In consideration of these benefits, I, on behalf of myself and my spouse, dependents, assigns, heirs, executors and administrators, hereby fully and completely release, waive and forever discharge the Company, its past, present and future affiliates, subsidiaries, agents, officers, directors, stockholders, employees, attorneys, insurers, successors, assigns and other representatives from any and all claims, of any and every kind, nature and character, known or unknown, foreseen or unforeseen, based on any act or omission occurring prior to September 30, 2004, the date of my signing this Release, including but not limited to any claims arising out of my offer of employment, my employment or termination of my employment with the Company, this Release, the Letter Agreement or my right to purchase, or the actual purchase of shares of stock of the Company, including, without limitation, any claims for fraud, misrepresentation, breach of fiduciary duty, breach of duty under applicable state corporate law, and securities fraud under any state or federal law. The matters released also include, but are not limited to, any claims under federal, state or local laws, including claims arising under, Title VII of the Civil Rights Act of 1964, the Civil Rights Act of 1866, the Civil Rights Act of 1991, the Employee Retirement and Income Security Act of 1974, the Americans with Disabilities Act, or the Age Discrimination in Employment Act, each as amended to date, and any common law, tort, contract or statutory claims, and any claims for attorneys’ fees and costs. For the avoidance of doubt, nothing contained in the foregoing shall be deemed to limit my rights to receive unemployment or workers compensation, nor shall any of my rights as a vested beneficiary under the Company 401(k) plan be limited by the foregoing. Moreover, nothing in this release shall remove my right to indemnification by the Company for my actions or omissions during the period which were in the course and scope of my employment as an executive officer of the Company under the terms of the Company’s current directors and officers insurance policy, my Indemnification Agreement with the Company dated August 26, 2003, or Article 10 of the Company’s Amended and Restated Certificate of Incorporation, which rights to insurance and indemnification shall be limited and terminated only in accordance with the terms of such policy, agreement or document.
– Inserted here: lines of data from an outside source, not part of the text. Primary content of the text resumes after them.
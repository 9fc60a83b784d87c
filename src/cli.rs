use std::path::PathBuf;

use clap::{Parser, Subcommand, ValueEnum};

use crate::config::Config;

#[derive(Parser, Debug)]
#[command(name = "estate_admin")]
#[command(about = "Terminal admin dashboard for a real-estate project catalog", long_about = None)]
pub struct Cli {
    #[command(subcommand)]
    pub command: Option<Commands>,

    /// Listing webhook URL (overrides ESTATE_LIST_URL)
    #[arg(long, global = true)]
    pub list_url: Option<String>,

    /// Retries after the first listing attempt
    #[arg(long, global = true)]
    pub max_retries: Option<u32>,

    /// Fixed delay between listing attempts, in milliseconds
    #[arg(long, global = true)]
    pub retry_delay_ms: Option<u64>,
}

#[derive(Subcommand, Debug, Clone)]
pub enum Commands {
    /// Open the interactive dashboard (default)
    Tui,

    /// Fetch the catalog and print it as a table
    List,

    /// Fetch the catalog and write a snapshot file
    Export {
        /// Snapshot format
        #[arg(short, long, default_value = "json")]
        format: ExportFormat,

        /// Output file
        #[arg(short, long)]
        output: PathBuf,
    },
}

#[derive(Debug, Clone, Copy, PartialEq, Eq, ValueEnum)]
pub enum ExportFormat {
    Json,
    Html,
}

impl Cli {
    /// Command-line flags win over the environment
    pub fn apply_overrides(&self, config: &mut Config) {
        if let Some(url) = &self.list_url {
            config.list_url = url.clone();
        }
        if let Some(max_retries) = self.max_retries {
            config.max_retries = max_retries;
        }
        if let Some(delay) = self.retry_delay_ms {
            config.retry_delay_ms = delay;
        }
    }
}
I represent that I am over the age of 40.

I understand and agree that this Release extinguishes all claims, whether known or unknown, foreseen or unforeseen, except for those claims expressly described above. I expressly waive any rights or benefits under Section 1542 of the California Civil Code, or any equivalent statute. California Civil Code Section 1542 provides as follows:

“A general release does not extend to claims which the creditor does not know or suspect to exist in his favor at the time of executing the release, which if known by him must have materially affected his settlement with the debtor.”

I fully understand that, if any fact with respect to any matter covered by this Release is found hereafter to be other than or different from the facts now believed by me to be true, I expressly accept and assume that this Release shall be and remain effective, notwithstanding such difference in the facts.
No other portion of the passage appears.